Preston, Margaret Junkin (1820–1897)
Preston, Margaret Junkin (1820–1897)
American poet. Born Margaret Junkin on May 19, 1820, in Milton, Pennsylvania; died on March 28, 1897, in Baltimore, Maryland; first of eight children of George Junkin (a minister and educator) and Julia Rush (Miller) Junkin; sister of Eleanor Junkin (d. 1854, first wife of General Thomas "Stonewall" Jackson); schooled at home: married John T. L. Preston (a professor of Latin), on August 3, 1857; children: two sons, George Junkin and Herbert Rush, and seven stepchildren.
A Northerner who made her reputation as a Southern poet, Margaret Junkin Preston was born in 1820 in Milton, Pennsylvania, the first of eight children of George and Julia Rush Junkin . Margaret's father, an educator and Presbyterian minister, provided for her schooling at home, teaching her Latin and Greek, as well as English literature and theology. Despite eye problems which frequently made it difficult for her to read and write (possibly the result of a childhood illness), Preston began her literary pursuits at an early age, winning prizes for her stories and verses, which were also published in magazines and newspapers. The family moved South in 1848, when George became president of Washington College in Lexington, Virginia. It was there that Margaret wrote her first and only novel, Silverwood, a story of Southern life, which was published anonymously in 1856. She was offered additional money if she would allow the use of her name, but she refused.
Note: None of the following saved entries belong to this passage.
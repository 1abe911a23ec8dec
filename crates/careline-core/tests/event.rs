use careline_core::models::event::{BotEvent, FHIR_JSON};

#[test]
fn missing_envelope_fields_take_defaults() {
    let event: BotEvent = serde_json::from_str(
        r#"{
            "bot": {"reference": "Bot/123"},
            "input": {"resourceType": "Communication", "status": "in-progress"}
        }"#,
    )
    .expect("should deserialize");

    assert_eq!(event.content_type, FHIR_JSON);
    assert!(event.secrets.is_empty());
    assert_eq!(event.bot.reference, "Bot/123");
}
In 1857, Margaret married John T.L. Preston, a professor of Latin at Virginia Military Institute in Lexington and a widower with seven children ranging in age from 5 to 22. Inheriting such a large family, and subsequently adding two sons of her own, Preston had little time for her career. (In a letter to Charleston poet Paul Hamilton Hayne in 1869, she described writing verses amid a "thousand petty housewifely distractions.") She produced her second book, Beechenbrook: A Rhyme of the War, during the period of the Civil War, at which time she remained loyal to her husband and to the Confederacy, although one of her brothers joined the Union Army and her father and a sister returned to Pennsylvania. (Her sister Eleanor Junkin , who had died in 1854, had been married to General Thomas "Stonewall" Jackson.) This caused a painful split in the family which Preston made mention of only in her personal diary. Beechenbrook focused on the wife of a Southern soldier who is killed in the war, and was published in Richmond in 1865. Republished in 1866 and 1867, the book solidified Preston's literary reputation throughout the South.
Preston produced four additional collections, including Old Song and New (1870), Cartoons (1875), For Love's Sake (1886), and Colonial Ballads, Sonnets, and Other Verse (1887). Her poetry, according to Robert H. Land in Notable American Women, was strongly influenced by the contemporary British and American poets she favored, particularly Robert Browning. In addition to poetry, Preston wrote a series of travel sketches, A Handful of Monographs (1886), following a trip to Europe in the summer of 1884. After the war, she produced two pieces for Century magazine: "Personal Reminiscences of Stonewall Jackson" (October 1886) and "General Lee after the War" (June 1889). Preston lived in Lexington until the death of her husband in 1890, when she moved to Baltimore to reside with her eldest son. She died there on March 28, 1897.
James, Edward T., ed. Notable American Women, 1607–1950. Cambridge, MA: The Belknap Press of Harvard University, 1971.
Coulling, Mary Price. Margaret Junkin Preston: A Biography. Winston-Salem, NC: Blair, 1993.